この様子からして、どうやら、こんな僕のことなど誰も好きになってはくれないでしょうから、なんて言って嘆いていた王子は、そういう女性に巡り逢うことができたばかりか、王子自らそうとう溺愛しちゃっているようだ。
まさか、こんなことになっているとは、思いもしなかったから、ビックリ仰天だ。
ーーあーあー、もうすっかりふたりだけの世界にどっぷりと浸っちゃってるし。
なんか、だだっ広い老舗ホテルの一室が心なしかピンク色に染まっているよう、そんな気さえしてきた。
後ろに控えている蔵本も同じように思っているのか、ヤレヤレと言ったら風情で私に同意を求めるような視線まで投げかけてくる。
ストーカー男は部下に任せて、つかつかと蔵本の傍に歩み寄り声をかけると、
「何あれ? 溺愛しちゃってるって感じですか? あれだと、彼女のことしか見えてないって感じ?」
蔵本は急にハッとしたような表情を覗かせた。
どうやら蔵本は私が王子のことを好きだったことをうっかり忘れてでもいたのか、私の声を聞いた途端それを思い出してしまったようで。
「……あっ、否、まぁ」
王子のことを好きだった私に対して、どう返していいか躊躇っている様子の蔵本。
その蔵本の姿に、蔵本が酷く酔っていたあの夜のことが蘇ってくる。
あの夜、自分こそ彼女にフラれて相当辛かっただろうと想うのに、否、だからこそ、黙っていられなかったのかも知れなかっただけかもしれないけれど。
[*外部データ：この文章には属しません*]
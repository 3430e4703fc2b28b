//! CLI command definitions and handlers.
//!
//! Each subcommand is implemented as a function that takes the parsed
//! arguments and returns an `anyhow::Result<()>`.

use anyhow::{Context, bail};
use clap::{Parser, Subcommand};
use std::path::{Path, PathBuf};
use tokio::runtime::Runtime;
use tracing::{debug, info, warn};

use crate::config::{self, Config};
use crate::library::Library;
use crate::player::audio::AudioPlayer;
use crate::player::mpv::MpvPlayer;
use crate::player::{self, PlayerEvent};
use crate::{db, paths};

/// Tonearm CLI
#[derive(Parser)]
#[command(author, version, about, long_about = None)]
pub struct Cli {
    /// Library root folder (overrides the configured root)
    #[arg(short, long, global = true, env = "TONEARM_ROOT")]
    pub root: Option<PathBuf>,

    #[command(subcommand)]
    pub command: Commands,
}

/// Available subcommands
#[derive(Subcommand)]
pub enum Commands {
    /// List all playlists in the library
    List,
    /// Create an empty playlist
    Create {
        /// Playlist name
        name: String,
    },
    /// Remove a playlist and all its entries
    Remove {
        /// Playlist name
        name: String,
    },
    /// Show the tracks of a playlist
    Show {
        /// Playlist name
        name: String,
    },
    /// Set the tracks of a playlist, creating it if needed
    Set {
        /// Playlist name
        name: String,
        /// Media files, in playback order
        #[arg(required = true)]
        files: Vec<PathBuf>,
    },
    /// Build a playlist from the audio files of a directory
    Import {
        /// Playlist name
        name: String,
        /// Directory to scan for audio files
        dir: PathBuf,
    },
    /// Play a playlist from start to finish
    Play {
        /// Playlist name
        name: String,
    },
    /// Play a single file through the in-process audio engine (no mpv)
    PlayFile {
        /// Media file
        file: PathBuf,
    },
    /// Print the duration of a media file
    Probe {
        /// Media file
        file: PathBuf,
    },
}

/// Run the specified CLI command.
pub fn run_command(cli: &Cli) -> anyhow::Result<()> {
    let rt = Runtime::new()?;
    let config = config::load();
    let root = resolve_root(cli, &config)?;

    match &cli.command {
        Commands::List => cmd_list(&rt, &root, &config),
        Commands::Create { name } => cmd_create(&rt, &root, &config, name),
        Commands::Remove { name } => cmd_remove(&rt, &root, &config, name),
        Commands::Show { name } => cmd_show(&rt, &root, &config, name),
        Commands::Set { name, files } => cmd_set(&rt, &root, &config, name, files),
        Commands::Import { name, dir } => cmd_import(&rt, &root, &config, name, dir),
        Commands::Play { name } => cmd_play(&rt, &root, &config, name),
        Commands::PlayFile { file } => cmd_play_file(&config, file),
        Commands::Probe { file } => cmd_probe(&rt, &config, file),
    }
}

/// Pick the library root: CLI flag, then config, then the platform default.
fn resolve_root(cli: &Cli, config: &Config) -> anyhow::Result<PathBuf> {
    if let Some(root) = &cli.root {
        return Ok(root.clone());
    }
    if let Some(root) = &config.library.root {
        return Ok(root.clone());
    }
    paths::default_root().context("could not determine a library root, pass --root")
}

// ============================================================================
// Individual command implementations
// ============================================================================

fn cmd_list(rt: &Runtime, root: &Path, config: &Config) -> anyhow::Result<()> {
    rt.block_on(async {
        let library = Library::open(root, config).await?;

        let count = db::for_each_playlist(library.pool(), |name| {
            println!("{name}");
            std::ops::ControlFlow::Continue(())
        })
        .await?;

        if count == 0 {
            println!("(no playlists)");
        }
        library.close().await;
        Ok(())
    })
}

fn cmd_create(rt: &Runtime, root: &Path, config: &Config, name: &str) -> anyhow::Result<()> {
    paths::validate_playlist_name(name)?;
    rt.block_on(async {
        let library = Library::open(root, config).await?;
        db::create_playlist(library.pool(), name).await?;
        println!("Created playlist {name:?}");
        library.close().await;
        Ok(())
    })
}

fn cmd_remove(rt: &Runtime, root: &Path, config: &Config, name: &str) -> anyhow::Result<()> {
    rt.block_on(async {
        let library = Library::open(root, config).await?;
        let removed = db::remove_playlist(library.pool(), name).await?;
        library.close().await;
        if !removed {
            bail!("no such playlist: {name:?}");
        }
        println!("Removed playlist {name:?}");
        Ok(())
    })
}

fn cmd_show(rt: &Runtime, root: &Path, config: &Config, name: &str) -> anyhow::Result<()> {
    rt.block_on(async {
        let library = Library::open(root, config).await?;
        let items = db::playlist_items(library.pool(), name).await?;
        library.close().await;

        let Some(items) = items else {
            bail!("no such playlist: {name:?}");
        };
        for (index, item) in items.iter().enumerate() {
            println!("{:3}  {}", index + 1, item.display());
        }
        println!("{} track(s)", items.len());
        Ok(())
    })
}

fn cmd_set(
    rt: &Runtime,
    root: &Path,
    config: &Config,
    name: &str,
    files: &[PathBuf],
) -> anyhow::Result<()> {
    paths::validate_playlist_name(name)?;

    // Store absolute paths so playback works from any working directory.
    let mut items = Vec::with_capacity(files.len());
    for file in files {
        let absolute = file
            .canonicalize()
            .with_context(|| format!("cannot access {}", file.display()))?;
        items.push(absolute);
    }

    rt.block_on(async {
        let library = Library::open(root, config).await?;
        db::create_playlist(library.pool(), name).await?;
        db::set_playlist_items(library.pool(), name, &items).await?;
        println!("Set {} track(s) on {name:?}", items.len());
        library.close().await;
        Ok(())
    })
}

fn cmd_import(
    rt: &Runtime,
    root: &Path,
    config: &Config,
    name: &str,
    dir: &Path,
) -> anyhow::Result<()> {
    paths::validate_playlist_name(name)?;

    let dir = dir
        .canonicalize()
        .with_context(|| format!("cannot access {}", dir.display()))?;
    let items = paths::scan_media(&dir);
    if items.is_empty() {
        bail!("no audio files found under {}", dir.display());
    }
    info!(count = items.len(), dir = %dir.display(), "importing tracks");

    rt.block_on(async {
        let library = Library::open(root, config).await?;
        db::create_playlist(library.pool(), name).await?;
        db::set_playlist_items(library.pool(), name, &items).await?;
        println!("Imported {} track(s) into {name:?}", items.len());
        library.close().await;
        Ok(())
    })
}

fn cmd_play(rt: &Runtime, root: &Path, config: &Config, name: &str) -> anyhow::Result<()> {
    rt.block_on(async {
        let library = Library::open(root, config).await?;

        let result = play_playlist(&library, config, name).await;
        library.close().await;
        result
    })
}

async fn play_playlist(library: &Library, config: &Config, name: &str) -> anyhow::Result<()> {
    let player = library.player();
    player.start().await?;
    player.set_volume(config.audio.volume).await?;

    let queued = library.queue_playlist(name).await?;
    println!("Playing {name:?} ({queued} tracks)");

    let events = player
        .events()
        .context("player started without an event stream")?;
    player.set_pause(false).await?;

    // The engine reports idle once on startup before anything is queued;
    // only an idle after playback started means the playlist finished.
    let mut started = false;
    loop {
        tokio::select! {
            _ = tokio::signal::ctrl_c() => {
                println!("\nInterrupted");
                break;
            }
            event = events.recv() => {
                let Ok(event) = event else {
                    warn!("player event stream closed");
                    break;
                };
                match event {
                    PlayerEvent::TrackStarted => {
                        started = true;
                        if let Ok(Some(path)) = player.current_path().await {
                            println!("-> {}", path.display());
                        }
                    }
                    PlayerEvent::TrackEnded { reason } => {
                        debug!(?reason, "track ended");
                    }
                    PlayerEvent::Idle if started => {
                        println!("Playlist finished");
                        break;
                    }
                    PlayerEvent::ShuttingDown => {
                        warn!("player shut down unexpectedly");
                        break;
                    }
                    PlayerEvent::Error { message } => {
                        warn!("player error: {message}");
                    }
                    _ => {}
                }
            }
        }
    }
    Ok(())
}

fn cmd_play_file(config: &Config, file: &Path) -> anyhow::Result<()> {
    let file = file
        .canonicalize()
        .with_context(|| format!("cannot access {}", file.display()))?;

    // Runs entirely in-process; the rodio engine needs no runtime.
    let audio = AudioPlayer::new()?;
    // Config volume is on the 0-100 mpv scale, rodio takes 0.0-1.0.
    audio.set_volume((config.audio.volume / 100.0) as f32)?;
    let events = audio.events();
    audio.load(&file)?;

    loop {
        match events.recv() {
            Ok(PlayerEvent::TrackLoaded) => {
                println!("-> {}", file.display());
                audio.play()?;
            }
            Ok(PlayerEvent::TrackEnded { .. }) => {
                println!("Done");
                break;
            }
            Ok(PlayerEvent::Error { message }) => {
                bail!("playback failed: {message}");
            }
            Ok(_) => {}
            Err(_) => bail!("audio engine stopped unexpectedly"),
        }
    }
    Ok(())
}

fn cmd_probe(rt: &Runtime, config: &Config, file: &Path) -> anyhow::Result<()> {
    let file = file
        .canonicalize()
        .with_context(|| format!("cannot access {}", file.display()))?;

    rt.block_on(async {
        let duration = MpvPlayer::probe_duration(&file, &config.mpv_config()).await?;
        println!("{}", player::format_duration(duration));
        Ok(())
    })
}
でも、そんなふうにお節介を妬けるってこと自体、凄いことだと思うし、とっても優しい心根の持ち主に違いないとも思う。
あの時は、そんな風に思うような余裕もなかったけれど、少しずつ少しずつ時間が経つにつれて、あの時の優しさがじわじわと効いてきたのかどうかは分からないが。
この時私は、蔵本とじっくり話してみたい。蔵本のことをもっと知りたい。確かにそう思った。
「あぁ。私への気遣いならもう要らないんで。それより、蔵本先輩が酔ってたときに面倒見てあげた、あの時の貸し、返してもらってもいいですか?」
「……あっ、あぁ、そんなこともあったな」
「まさか、酔ってて忘れてたなんて言いませんよね?」
「ハッ!? んなことあるかよ」
「じゃあ、次の土曜、『Charm』で待ってますから」
「あぁ、了解」
王子からの突然の着信で完全に失恋することになってしまったが、こうして再び蔵本との再会を果たすことになって、この先蔵本と何かが始まるかどうかはまだまだ分からない。
けれどこれだけは言える。王子に長い長い片想いをしていたことには、きっと何かしらの意味があったに違いない。
おそらく、今夜のこの蔵本との再会にも、きっと何かしらの意味があるのだろう。だからそれをこれからじっくりと確かめてみようと思うーー。